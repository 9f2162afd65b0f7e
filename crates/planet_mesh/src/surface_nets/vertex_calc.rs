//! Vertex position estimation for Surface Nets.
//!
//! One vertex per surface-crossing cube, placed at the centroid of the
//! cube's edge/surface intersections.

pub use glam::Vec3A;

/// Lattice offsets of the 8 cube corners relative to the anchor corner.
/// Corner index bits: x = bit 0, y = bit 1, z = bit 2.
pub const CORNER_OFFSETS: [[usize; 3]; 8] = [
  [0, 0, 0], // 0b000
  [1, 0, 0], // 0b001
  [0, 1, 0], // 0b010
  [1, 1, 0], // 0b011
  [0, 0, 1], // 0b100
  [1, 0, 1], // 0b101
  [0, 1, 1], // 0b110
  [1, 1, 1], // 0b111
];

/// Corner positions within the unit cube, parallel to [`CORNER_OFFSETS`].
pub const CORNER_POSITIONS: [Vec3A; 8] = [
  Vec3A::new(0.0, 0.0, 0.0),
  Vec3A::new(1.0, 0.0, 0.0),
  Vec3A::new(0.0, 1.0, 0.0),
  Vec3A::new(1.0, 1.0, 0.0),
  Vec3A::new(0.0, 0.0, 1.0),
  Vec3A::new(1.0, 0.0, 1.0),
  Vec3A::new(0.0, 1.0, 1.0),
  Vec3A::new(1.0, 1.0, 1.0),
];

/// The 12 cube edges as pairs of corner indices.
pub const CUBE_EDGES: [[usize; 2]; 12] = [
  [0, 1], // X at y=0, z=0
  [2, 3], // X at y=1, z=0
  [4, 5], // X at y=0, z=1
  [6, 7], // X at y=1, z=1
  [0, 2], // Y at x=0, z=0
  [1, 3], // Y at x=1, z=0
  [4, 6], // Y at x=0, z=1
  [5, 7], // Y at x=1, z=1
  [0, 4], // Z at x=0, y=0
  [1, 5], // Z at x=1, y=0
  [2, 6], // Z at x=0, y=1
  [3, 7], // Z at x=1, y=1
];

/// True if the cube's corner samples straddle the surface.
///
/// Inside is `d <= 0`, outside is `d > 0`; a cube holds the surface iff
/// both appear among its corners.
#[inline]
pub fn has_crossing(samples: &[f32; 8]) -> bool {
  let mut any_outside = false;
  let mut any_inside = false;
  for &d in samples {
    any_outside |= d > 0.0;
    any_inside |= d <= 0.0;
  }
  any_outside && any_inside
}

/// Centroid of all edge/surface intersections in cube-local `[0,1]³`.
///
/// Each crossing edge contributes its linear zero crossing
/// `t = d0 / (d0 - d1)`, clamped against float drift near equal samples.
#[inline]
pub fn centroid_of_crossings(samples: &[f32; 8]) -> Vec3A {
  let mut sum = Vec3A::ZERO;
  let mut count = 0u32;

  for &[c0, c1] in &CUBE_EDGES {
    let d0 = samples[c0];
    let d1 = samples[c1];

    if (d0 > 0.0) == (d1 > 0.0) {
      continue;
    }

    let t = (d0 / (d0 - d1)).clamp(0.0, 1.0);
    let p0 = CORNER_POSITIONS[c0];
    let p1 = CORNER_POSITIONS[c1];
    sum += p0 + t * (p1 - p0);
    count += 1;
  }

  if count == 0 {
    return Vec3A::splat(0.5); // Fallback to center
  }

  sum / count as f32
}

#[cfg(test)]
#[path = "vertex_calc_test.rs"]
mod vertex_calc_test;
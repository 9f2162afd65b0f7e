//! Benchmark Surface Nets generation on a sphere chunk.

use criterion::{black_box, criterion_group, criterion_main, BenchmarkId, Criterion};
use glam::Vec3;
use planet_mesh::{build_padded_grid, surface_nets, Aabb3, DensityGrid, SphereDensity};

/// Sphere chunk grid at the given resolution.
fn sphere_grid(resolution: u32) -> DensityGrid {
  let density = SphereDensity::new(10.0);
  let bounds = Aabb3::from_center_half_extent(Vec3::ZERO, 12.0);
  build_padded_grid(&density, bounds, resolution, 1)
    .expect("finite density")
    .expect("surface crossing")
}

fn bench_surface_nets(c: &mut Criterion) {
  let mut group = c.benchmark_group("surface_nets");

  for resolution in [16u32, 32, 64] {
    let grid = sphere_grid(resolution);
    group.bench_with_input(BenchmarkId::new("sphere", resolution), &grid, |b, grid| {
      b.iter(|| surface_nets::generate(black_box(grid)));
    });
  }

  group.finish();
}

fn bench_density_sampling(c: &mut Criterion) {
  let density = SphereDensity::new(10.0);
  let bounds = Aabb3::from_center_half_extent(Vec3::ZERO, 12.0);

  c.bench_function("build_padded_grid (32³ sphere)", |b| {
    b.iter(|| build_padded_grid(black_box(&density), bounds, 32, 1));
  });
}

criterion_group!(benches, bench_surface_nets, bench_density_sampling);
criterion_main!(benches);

*****

- Directions -
Count lines above containing "samples" and report only the total.

- Answer to this problem -
7